I was thinking today that I might want to write something.  I know that writing requires patience, practice and, above all, persistence, but I haven't been very good about any of those things lately.  I looked up Sabrina's blog for some inspiration, but she hasn't updated either.  I read some poetry about bees.  I thought about what I might want to eat as a snack.  I read my last blog post about butternut squash soup.  I poured myself some wine.  I'm not sure if the wine will be my snack or if it will just make me want a snack more, so we'll see.  My last post was from October and it was about butternut squash soup, which is what I made for dinner tonight, which brings us full circle, four months later, to my neglected blog.

Coincidentally, my last post also talked about Ayla eating playing cards and today I am sitting in front of a 1000 piece puzzle minus 5 pieces that Ayla ate as a snack over the course of it's construction.  995 pieces isn't too bad, right?  She's looking at me, exasperatedly from her bed.  I think she knows that I am writing about her.  Today we played out in the yard with the upstairs dog and I was the goalie, keeping Ayla from jumping the low part of our fence.  Originally, as I was writing this, I wanted to call it a chink or cranny in the fence, but it's really just a case of low-hanging chicken wire.  So much for my Shakespearean reference for the evening...

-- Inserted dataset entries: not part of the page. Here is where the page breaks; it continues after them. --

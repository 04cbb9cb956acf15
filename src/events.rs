//! Event payloads published to external collaborators
//!
//! The engine does not know who consumes these: the dashboard transport
//! drains `EngineEvent`s, the notifier receives `Notification`s. Everything
//! is serializable so transports can forward payloads as-is.

use crate::state::{Incident, Status};
use chrono::{DateTime, Utc};
use serde::Serialize;

/// Per-service update, throttled to at most one per service per
/// `status_update_throttle_ms`.
#[derive(Debug, Clone, Serialize)]
pub struct ServiceUpdate {
    pub service: String,
    pub status: Status,
    pub ping_history: Vec<f64>,
    pub uptime_pct: f64,
    pub health_score: f64,
    pub response_time_ms: f64,
    pub last_check: i64,
    pub is_flapping: bool,
    pub stats: StatsSnapshot,
}

/// Aggregate statistics, recomputed once per cycle
#[derive(Debug, Clone, Serialize, PartialEq)]
pub struct StatsSnapshot {
    pub total_services: usize,
    pub services_up: usize,
    pub services_down: usize,
    pub services_unknown: usize,
    pub services_flapping: usize,
    pub average_ping: f64,
    pub overall_health: f64,
}

/// Emitted once when a service enters the flapping state
#[derive(Debug, Clone, Serialize)]
pub struct FlappingAlert {
    pub service: String,
    pub changes: usize,
    pub flapping_until: i64,
}

/// Escalation request handed to the external notifier. Delivery is
/// fire-and-forget; failures there never touch monitoring state.
#[derive(Debug, Clone, Serialize)]
pub struct Notification {
    pub service: String,
    pub status: Status,
    pub time: DateTime<Utc>,
    pub message: String,
    #[serde(skip_serializing_if = "Option::is_none")]
    pub response_time_ms: Option<u64>,
    #[serde(skip_serializing_if = "Option::is_none")]
    pub consecutive_failures: Option<u32>,
}

/// Read-only view of one service for API-layer consumers
#[derive(Debug, Clone, Serialize)]
pub struct ServiceSnapshot {
    pub name: String,
    pub status: Status,
    pub uptime_pct: f64,
    pub health_score: f64,
    pub response_time_ms: f64,
    pub last_check: i64,
    pub is_flapping: bool,
    pub maintenance: bool,
    pub incidents: Vec<Incident>,
}

/// Everything the engine publishes on its event channel
#[derive(Debug, Clone, Serialize)]
#[serde(tag = "type", rename_all = "snake_case")]
pub enum EngineEvent {
    ServiceUpdate(ServiceUpdate),
    Stats(StatsSnapshot),
    Flapping(FlappingAlert),
}

#[cfg(test)]
mod tests {
    use super::*;

    #[test]
    fn test_events_serialize_with_type_tag() {
        let event = EngineEvent::Stats(StatsSnapshot {
            total_services: 2,
            services_up: 1,
            services_down: 1,
            services_unknown: 0,
            services_flapping: 0,
            average_ping: 42.0,
            overall_health: 87.5,
        });

        let json = serde_json::to_value(&event).unwrap();
        assert_eq!(json["type"], "stats");
        assert_eq!(json["services_up"], 1);
    }

    #[test]
    fn test_notification_omits_absent_fields() {
        let notification = Notification {
            service: "api".to_string(),
            status: Status::Down,
            time: Utc::now(),
            message: "Service api is down".to_string(),
            response_time_ms: None,
            consecutive_failures: Some(3),
        };

        let json = serde_json::to_value(&notification).unwrap();
        assert!(json.get("response_time_ms").is_none());
        assert_eq!(json["consecutive_failures"], 3);
        assert_eq!(json["status"], "down");
    }
}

In this same interlude it doth befall
That I, one Snout by name, present a wall;
And such a wall, as I would have you think,
That had in it a crannied hole or chink,
Through which the lovers, Pyramus and Thisby,
Did whisper often very secretly.
This loam, this rough-cast and this stone doth show
That I am that same wall; the truth is so:
And this the cranny is, right and sinister,
Through which the fearful lovers are to whisper.


Fact: I downloaded A Midsummer Night's Dream on my Kindle last week.  It was free.  I might even consider reading it after I'm done with Miss Perrigrine's Home for Peculiar Children, which is a story for another day.